(RECORDED DATA)
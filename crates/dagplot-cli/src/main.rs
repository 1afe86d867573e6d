#![forbid(unsafe_code)]

mod config;
mod error;
mod output;
mod render;

use std::env;
use std::fs;
use std::io::{self, BufReader, BufWriter, Write};
use std::path::{Path, PathBuf};
use std::process::ExitCode;

use anyhow::Context;
use clap::Parser;
use dagplot_core::{
    Forest, build, count_nodes, layout, parse_all, read_lines, unconsumed_dependencies,
};
use output::{CliError, OutputFormat};
use tracing::{debug, info};
use tracing_subscriber::{EnvFilter, fmt, prelude::*};

use crate::error::CliFailure;

#[derive(Parser, Debug)]
#[command(
    author,
    version,
    about = "dagplot: lay out name>downstream dependency lines as a DAG",
    long_about = None,
    after_help = "EXAMPLES:\n    # Print the forest as an indented tree\n    printf 'a>b\\na>c\\nb>d\\nc>d\\n' | dagplot\n\n    # Write an SVG picture\n    dagplot deps.txt -f svg -o deps.svg"
)]
struct Cli {
    /// Dependency file, one `name` or `name>downstream` per line. Reads stdin when absent.
    input: Option<PathBuf>,

    /// Write the rendering here instead of stdout.
    #[arg(short, long)]
    output: Option<PathBuf>,

    /// Output format (overrides DAGPLOT_FORMAT and the config file).
    #[arg(short, long, value_enum)]
    format: Option<OutputFormat>,

    /// Config file (default: ./dagplot.toml if present).
    #[arg(long)]
    config: Option<PathBuf>,

    /// Enable verbose logging.
    #[arg(short, long)]
    verbose: bool,

    /// Fail when any dependency line cannot be placed in the forest.
    #[arg(long)]
    strict: bool,
}

fn init_tracing(verbose: bool) {
    let filter = EnvFilter::try_from_env("DAGPLOT_LOG").unwrap_or_else(|_| {
        EnvFilter::new(if verbose || env::var("DEBUG").is_ok() {
            "dagplot=debug,dagplot_core=debug,info"
        } else {
            "dagplot=info,warn"
        })
    });

    let format = env::var("DAGPLOT_LOG_FORMAT").unwrap_or_else(|_| "compact".to_string());

    let registry = tracing_subscriber::registry().with(filter);

    match format.as_str() {
        "json" => {
            registry
                .with(fmt::layer().json().with_ansi(false).with_writer(io::stderr))
                .init();
        }
        _ => {
            registry
                .with(fmt::layer().compact().with_writer(io::stderr))
                .init();
        }
    }
}

fn main() -> ExitCode {
    let cli = Cli::parse();
    init_tracing(cli.verbose);

    if cli.verbose {
        info!("Verbose mode enabled");
    }

    // Errors render as JSON only when JSON output was explicitly requested;
    // the config file may be the thing that failed.
    let error_format = output::resolve_output_format(cli.format, None);

    match run(&cli) {
        Ok(()) => ExitCode::SUCCESS,
        Err(err) => {
            let code = error::error_code_for(&err);
            debug!(%code, summary = code.message(), error = ?err, "command failed");
            if output::render_error(error_format, &CliError::from(&err)).is_err() {
                eprintln!("error: {err:#}");
            }
            ExitCode::FAILURE
        }
    }
}

fn run(cli: &Cli) -> anyhow::Result<()> {
    let cwd = env::current_dir().context("Failed to determine current directory")?;
    let config = config::load_config(cli.config.as_deref(), &cwd)?;
    let format = output::resolve_output_format(cli.format, config.output.format);

    let lines = read_input(cli.input.as_deref())?;
    let forest = load_forest(&lines, cli.strict)?;

    info!(
        nodes = count_nodes(&forest),
        roots = forest.roots().len(),
        ?format,
        "rendering forest"
    );
    write_output(cli.output.as_deref(), |out| {
        render::render(format, &forest, &config.svg, out)
    })
}

/// Parse, build and lay out. Orphans are fatal only under `strict`.
///
/// Library failures surface as [`dagplot_core::Error`] so the error code
/// comes from one place.
fn load_forest(lines: &[String], strict: bool) -> anyhow::Result<Forest> {
    let mut dependencies = parse_all(lines).map_err(dagplot_core::Error::from)?;
    let mut forest = build(&mut dependencies).map_err(dagplot_core::Error::from)?;

    if strict && forest.unconsumed() > 0 {
        let first = unconsumed_dependencies(&dependencies)
            .next()
            .map(|dep| match &dep.downstream {
                Some(downstream) => format!("{}>{downstream}", dep.name),
                None => dep.name.clone(),
            })
            .unwrap_or_default();
        return Err(CliFailure::Orphaned {
            count: forest.unconsumed(),
            first,
        }
        .into());
    }

    layout(&mut forest).map_err(dagplot_core::Error::from)?;
    Ok(forest)
}

fn read_input(path: Option<&Path>) -> anyhow::Result<Vec<String>> {
    let lines = match path {
        Some(path) => {
            let source_name = path.display().to_string();
            fs::File::open(path)
                .and_then(|file| read_lines(BufReader::new(file)))
                .map_err(|source| CliFailure::ReadInput {
                    source_name,
                    source,
                })?
        }
        None => read_lines(io::stdin().lock()).map_err(|source| CliFailure::ReadInput {
            source_name: "<stdin>".to_string(),
            source,
        })?,
    };
    debug!(lines = lines.len(), "read input");
    Ok(lines)
}

fn write_output(
    path: Option<&Path>,
    emit: impl FnOnce(&mut dyn Write) -> io::Result<()>,
) -> anyhow::Result<()> {
    let target = path.map_or_else(|| "<stdout>".to_string(), |p| p.display().to_string());
    let result = match path {
        Some(path) => fs::File::create(path).and_then(|file| {
            let mut out = BufWriter::new(file);
            emit(&mut out)?;
            out.flush()
        }),
        None => {
            let stdout = io::stdout();
            let mut out = stdout.lock();
            emit(&mut out).and_then(|()| out.flush())
        }
    };
    result.map_err(|source| CliFailure::WriteOutput { target, source })?;
    Ok(())
}

#[cfg(test)]
mod tests {
    use super::*;

    #[test]
    fn positional_input_and_flags_parse() {
        let cli = Cli::parse_from([
            "dagplot", "deps.txt", "-f", "svg", "-o", "out.svg", "--strict", "-v",
        ]);
        assert_eq!(cli.input.as_deref(), Some(Path::new("deps.txt")));
        assert_eq!(cli.format, Some(OutputFormat::Svg));
        assert_eq!(cli.output.as_deref(), Some(Path::new("out.svg")));
        assert!(cli.strict);
        assert!(cli.verbose);
    }

    #[test]
    fn no_arguments_reads_stdin() {
        let cli = Cli::parse_from(["dagplot"]);
        assert!(cli.input.is_none());
        assert!(cli.format.is_none());
        assert!(!cli.strict);
    }

    #[test]
    fn unknown_format_is_rejected() {
        assert!(Cli::try_parse_from(["dagplot", "--format", "png"]).is_err());
    }

    #[test]
    fn strict_rejects_orphans() {
        let lines = vec!["a>b".to_string(), "b>b".to_string()];
        let err = load_forest(&lines, true).expect_err("orphan");
        let failure = err.downcast_ref::<CliFailure>().expect("cli failure");
        assert!(matches!(failure, CliFailure::Orphaned { count: 1, first } if first == "b>b"));
    }

    #[test]
    fn malformed_line_surfaces_as_core_error() {
        let lines = vec!["a>b".to_string(), "a>b>c".to_string()];
        let err = load_forest(&lines, false).expect_err("malformed");
        let core = err
            .downcast_ref::<dagplot_core::Error>()
            .expect("core error");
        assert!(matches!(core, dagplot_core::Error::Parse(parse) if parse.line_number() == 2));
        assert_eq!(error::error_code_for(&err), dagplot_core::ErrorCode::MalformedLine);
    }

    #[test]
    fn cycle_surfaces_as_core_error() {
        let lines = vec!["x>y".to_string(), "y>x".to_string()];
        let err = load_forest(&lines, false).expect_err("cycle");
        assert!(matches!(
            err.downcast_ref::<dagplot_core::Error>(),
            Some(dagplot_core::Error::Graph(_))
        ));
        assert_eq!(error::error_code_for(&err), dagplot_core::ErrorCode::CycleDetected);
    }

    #[test]
    fn lenient_mode_keeps_going() {
        let lines = vec!["a>b".to_string(), "b>b".to_string()];
        let forest = load_forest(&lines, false).expect("forest");
        assert_eq!(forest.unconsumed(), 1);
        assert!(forest.is_positioned());
    }
}
use std::sync::Arc;

use chrono::Duration;
use tokio::task;

use farm_config::FarmConfig;
use farm_storage::Storage;
use farm_storage::records::RecordContext;

use crate::error::ApiResult;

/// Shared handler state.
#[derive(Clone)]
pub struct AppState {
    pub store: Arc<dyn Storage>,
    pub config: Arc<FarmConfig>,
}

impl AppState {
    pub fn new(store: Arc<dyn Storage>, config: FarmConfig) -> Self {
        Self {
            store,
            config: Arc::new(config),
        }
    }

    pub fn store(&self) -> &dyn Storage {
        self.store.as_ref()
    }

    /// Runs `f` on the blocking thread pool. SQLite calls and password
    /// hashing go through here, never straight from an async handler.
    pub async fn blocking<T, F>(&self, f: F) -> ApiResult<T>
    where
        F: FnOnce(&AppState) -> ApiResult<T> + Send + 'static,
        T: Send + 'static,
    {
        let state = self.clone();
        task::spawn_blocking(move || f(&state)).await?
    }

    /// Settings for a record write made by `actor`.
    pub fn record_ctx<'a>(&'a self, actor: &'a str) -> RecordContext<'a> {
        RecordContext::new(actor, &self.config.numbering)
            .with_default_reorder_level(self.config.inventory.default_reorder_level)
    }

    pub fn session_ttl(&self) -> Duration {
        Duration::hours(i64::from(self.config.auth.session_ttl_hours))
    }
}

(WHAT TO DO) Please determine how many lines in the entries contain the word "RecordContext" and answer with the number alone.

(EXERCISE ANSWER) 3